Факт такой громадной производительности просто изумителен. Для меня как врача, уже прежде потерявшего надежду на возобновление его литературной деятельности и потом следившего по письмам за новыми тяжкими ухудшениями в болезни, этот факт только и может объясняться счастливыми особенностями большого таланта и исключительной натуры, к которым шаблон, употребляемый для обыкновенных смертных, оказывается неприменимым.

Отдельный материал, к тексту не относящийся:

//! Behaviour-driven tests for manifest generation.
//!
//! Each scenario builds a resolution report step by step, runs the
//! generation pipeline with a table-driven hasher, and checks the encoded
//! manifest line by line.

use camino::{Utf8Path, Utf8PathBuf};
use depset_common::component::ComponentId;
use depset_common::digest::HexDigest;
use depset_common::repository::RepositoryUrl;
use depset_writer::error::GenerationError;
use depset_writer::graph::CATEGORY_ATTRIBUTE;
use depset_writer::manifest::Manifest;
use depset_writer::manifest_parser::parse_manifest;
use depset_writer::pipeline::{GenerationRequest, build_manifest};
use depset_writer::relocation::Relocation;
use depset_writer::report::{ReportArtifact, ReportComponent, ReportDependency, ResolutionReport};
use depset_writer::resolve::ContentHasher;
use rstest::fixture;
use rstest_bdd_macros::{given, scenario, then, when};
use std::collections::{BTreeMap, HashMap};
use std::io;

const RELOCATOR_ROOT: &str = "depset:relocator:0";

// ---------------------------------------------------------------------------
// World types
// ---------------------------------------------------------------------------

/// Hashes files by looking them up in a fixed table.
struct TableHasher<'a>(&'a HashMap<Utf8PathBuf, HexDigest>);

impl ContentHasher for TableHasher<'_> {
    fn hash_file(&self, path: &Utf8Path) -> io::Result<HexDigest> {
        self.0
            .get(path)
            .cloned()
            .ok_or_else(|| io::Error::new(io::ErrorKind::NotFound, path.to_string()))
    }
}

#[derive(Default)]
struct GenerationWorld {
    report: Option<ResolutionReport>,
    relocator: Option<ResolutionReport>,
    hashes: HashMap<Utf8PathBuf, HexDigest>,
    repositories: Vec<RepositoryUrl>,
    relocations: Vec<Relocation>,
    direct_only: bool,
    manifest: Option<Manifest>,
    error: Option<GenerationError>,
    reparsed: Option<Manifest>,
}

#[fixture]
fn world() -> GenerationWorld {
    GenerationWorld::default()
}

fn component_id(name: &str) -> ComponentId {
    let parts: Vec<&str> = name.split(':').collect();
    let [group, module, version] = parts.as_slice() else {
        panic!("test component {name} must be group:module:version");
    };
    ComponentId::new(*group, *module, *version)
}

fn new_report(root: &str) -> ResolutionReport {
    ResolutionReport {
        root: root.to_owned(),
        components: vec![ReportComponent {
            id: component_id(root),
            dependencies: Vec::new(),
        }],
        artifacts: Vec::new(),
    }
}

fn ensure_component<'r>(report: &'r mut ResolutionReport, name: &str) -> &'r mut ReportComponent {
    let position = match report
        .components
        .iter()
        .position(|component| component.id.display_name() == name)
    {
        Some(position) => position,
        None => {
            report.components.push(ReportComponent {
                id: component_id(name),
                dependencies: Vec::new(),
            });
            report.components.len() - 1
        }
    };
    &mut report.components[position]
}

fn add_dependency(report: &mut ResolutionReport, dependency: ReportDependency, from: &str) {
    if let Some(selected) = &dependency.selected {
        ensure_component(report, selected);
    }
    ensure_component(report, from).dependencies.push(dependency);
}

fn selected(to: &str) -> ReportDependency {
    ReportDependency {
        requested: to.to_owned(),
        selected: Some(to.to_owned()),
        attributes: BTreeMap::new(),
        failure: None,
    }
}

fn add_library(
    report: &mut ResolutionReport,
    hashes: &mut HashMap<Utf8PathBuf, HexDigest>,
    name: &str,
    fill: &str,
) {
    let id = component_id(name);
    let file = Utf8PathBuf::from(format!("/cache/{}-{}.jar", id.module, id.version));
    ensure_component(report, name);
    report.artifacts.push(ReportArtifact {
        component: name.to_owned(),
        file: file.clone(),
        classifier: None,
        extension: None,
    });
    hashes.insert(
        file,
        HexDigest::try_from(fill.repeat(64)).expect("test hash"),
    );
}

impl GenerationWorld {
    fn app(&mut self) -> &mut ResolutionReport {
        self.report.as_mut().expect("application set")
    }

    fn encoded(&self) -> String {
        self.manifest.as_ref().expect("manifest generated").encode()
    }
}

// ---------------------------------------------------------------------------
// Step definitions
// ---------------------------------------------------------------------------

#[given("an application \"{root}\"")]
fn given_application(world: &mut GenerationWorld, root: String) {
    world.report = Some(new_report(&root));
}

#[given("the repository \"{url}\"")]
fn given_repository(world: &mut GenerationWorld, url: String) {
    world
        .repositories
        .push(RepositoryUrl::parse(&url).expect("test repository"));
}

#[given("the library \"{name}\" with hash \"{fill}\"")]
fn given_library(world: &mut GenerationWorld, name: String, fill: String) {
    let report = world.report.as_mut().expect("application set");
    add_library(report, &mut world.hashes, &name, &fill);
}

#[given("\"{from}\" depends on \"{to}\"")]
fn given_dependency(world: &mut GenerationWorld, from: String, to: String) {
    add_dependency(world.app(), selected(&to), &from);
}

#[given("\"{from}\" depends on the platform \"{to}\"")]
fn given_platform_dependency(world: &mut GenerationWorld, from: String, to: String) {
    let mut dependency = selected(&to);
    dependency
        .attributes
        .insert(CATEGORY_ATTRIBUTE.to_owned(), "platform".to_owned());
    add_dependency(world.app(), dependency, &from);
}

#[given("\"{from}\" fails to resolve \"{requested}\"")]
fn given_unresolved_dependency(world: &mut GenerationWorld, from: String, requested: String) {
    let dependency = ReportDependency {
        requested: requested.clone(),
        selected: None,
        attributes: BTreeMap::new(),
        failure: Some(format!("Could not find {requested}")),
    };
    add_dependency(world.app(), dependency, &from);
}

#[given("only direct dependencies are listed")]
fn given_direct_only(world: &mut GenerationWorld) {
    world.direct_only = true;
}

#[given("a relocation rule from \"{from}\" to \"{to}\"")]
fn given_relocation_rule(world: &mut GenerationWorld, from: String, to: String) {
    world.relocations.push(Relocation::new(from, to));
}

#[given("the relocator needs the library \"{name}\" with hash \"{fill}\"")]
fn given_relocator_library(world: &mut GenerationWorld, name: String, fill: String) {
    let relocator = world
        .relocator
        .get_or_insert_with(|| new_report(RELOCATOR_ROOT));
    add_library(relocator, &mut world.hashes, &name, &fill);
    add_dependency(relocator, selected(&name), RELOCATOR_ROOT);
}

#[when("the manifest is generated")]
fn when_generated(world: &mut GenerationWorld) {
    let request = GenerationRequest {
        report: world.report.clone().expect("application set"),
        relocation_report: world.relocator.clone(),
        repositories: world.repositories.clone(),
        relocations: world.relocations.clone(),
        transitive: !world.direct_only,
        output_path: Utf8PathBuf::from("dependencies.txt"),
    };
    match build_manifest(&request, &TableHasher(&world.hashes)) {
        Ok(manifest) => world.manifest = Some(manifest),
        Err(err) => world.error = Some(err),
    }
}

#[when("the manifest is parsed back")]
fn when_parsed_back(world: &mut GenerationWorld) {
    let reparsed = parse_manifest(&world.encoded()).expect("generated manifest parses");
    world.reparsed = Some(reparsed);
}

#[then("the manifest has {count} lines")]
fn then_line_count(world: &mut GenerationWorld, count: usize) {
    assert_eq!(world.encoded().lines().count(), count);
}

#[then("manifest line {number} is \"{text}\"")]
fn then_line_is(world: &mut GenerationWorld, number: usize, text: String) {
    let encoded = world.encoded();
    let line = encoded.lines().nth(number - 1).expect("line exists");
    assert_eq!(line, text);
}

#[then("the listed dependencies are \"{list}\"")]
fn then_dependencies_are(world: &mut GenerationWorld, list: String) {
    let manifest = world.manifest.as_ref().expect("manifest generated");
    let listed: Vec<String> = manifest
        .dependencies()
        .iter()
        .map(|entry| entry.coordinate().to_string())
        .collect();
    let expected: Vec<&str> = list.split(", ").collect();
    assert_eq!(listed, expected);
}

#[then("generation fails mentioning \"{text}\"")]
fn then_generation_fails(world: &mut GenerationWorld, text: String) {
    assert!(world.manifest.is_none(), "generation unexpectedly succeeded");
    let err = world.error.as_ref().expect("error recorded");
    assert!(matches!(err, GenerationError::Resolution { .. }));
    assert!(err.to_string().contains(&text), "unexpected error: {err}");
}

#[then("the parsed manifest encodes identically")]
fn then_round_trip(world: &mut GenerationWorld) {
    let original = world.manifest.as_ref().expect("manifest generated");
    let reparsed = world.reparsed.as_ref().expect("manifest parsed");
    assert_eq!(reparsed, original);
    assert_eq!(reparsed.encode(), original.encode());
}

// ---------------------------------------------------------------------------
// Scenario bindings
// ---------------------------------------------------------------------------

#[scenario(
    path = "tests/features/manifest_generation.feature",
    name = "Two libraries without relocation"
)]
fn scenario_two_libraries(world: GenerationWorld) {
    let _ = world;
}

#[scenario(
    path = "tests/features/manifest_generation.feature",
    name = "A relocation rule adds the relocation section"
)]
fn scenario_relocation_section(world: GenerationWorld) {
    let _ = world;
}

#[scenario(
    path = "tests/features/manifest_generation.feature",
    name = "A diamond lists the shared library once"
)]
fn scenario_diamond(world: GenerationWorld) {
    let _ = world;
}

#[scenario(
    path = "tests/features/manifest_generation.feature",
    name = "Platforms are not listed"
)]
fn scenario_platforms(world: GenerationWorld) {
    let _ = world;
}

#[scenario(
    path = "tests/features/manifest_generation.feature",
    name = "Direct dependencies only"
)]
fn scenario_direct_only(world: GenerationWorld) {
    let _ = world;
}

#[scenario(
    path = "tests/features/manifest_generation.feature",
    name = "An unresolved dependency aborts generation"
)]
fn scenario_unresolved(world: GenerationWorld) {
    let _ = world;
}

#[scenario(
    path = "tests/features/manifest_generation.feature",
    name = "A generated manifest parses back to itself"
)]
fn scenario_round_trip(world: GenerationWorld) {
    let _ = world;
}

Думается, что такие же соображения должны задерживать нас и от легкомысленных суждений о необыкновенной впечатлительности Салтыкова в болезнях и о тех тяжелых неровностях его характера, которые так неприятно кидались в глаза всем приходившим с ним в соприкосновение и заставляли делать неверное заключение об этом человеке, в сущности весьма мягком и добросердечном.
Возобновившаяся деятельность продолжалась и всю зиму 1886–1887 гг., и он не переставал в каждом письме жаловаться на свои страдания и на «оброшенность» со стороны знакомых и даже со стороны врачей (последние посещали его реже ввиду некоторого улучшения болезни); однако работа заметно отвлекала его от постоянного анализа болезненных ощущений, и письма его за эту зиму содержательнее, дают больше указаний на проектируемые им работы и указывают на больший интерес к окружающему миру. Так, от 30 октября 1886 г. он пишет: «Посылаю при сем два моих этюда. Будет еще два, которые своевременно вам доставлю. Этюды эти составляют часть „Мелочей жизни“, которые я перенес в „Вестник Европы“, и 5 глав (из них две вам уже известны) будут помещены в ноябрьской книжке. На декабрьскую и на январскую мною уже заготовлено продолжение. В целом составится довольно большая книжка (предполагаю всю работу кончить к апрелю), не лишенная смысла. Только в последней, заключительной главе раскроется истинный смысл работы. Вообще я к журнальной работе отношусь теперь несколько иначе. К ней (и в особенности к газетной) всего менее применима поговорка scripta manent[438], и тот, кто не читал меня в книжке, очень мало меня знает».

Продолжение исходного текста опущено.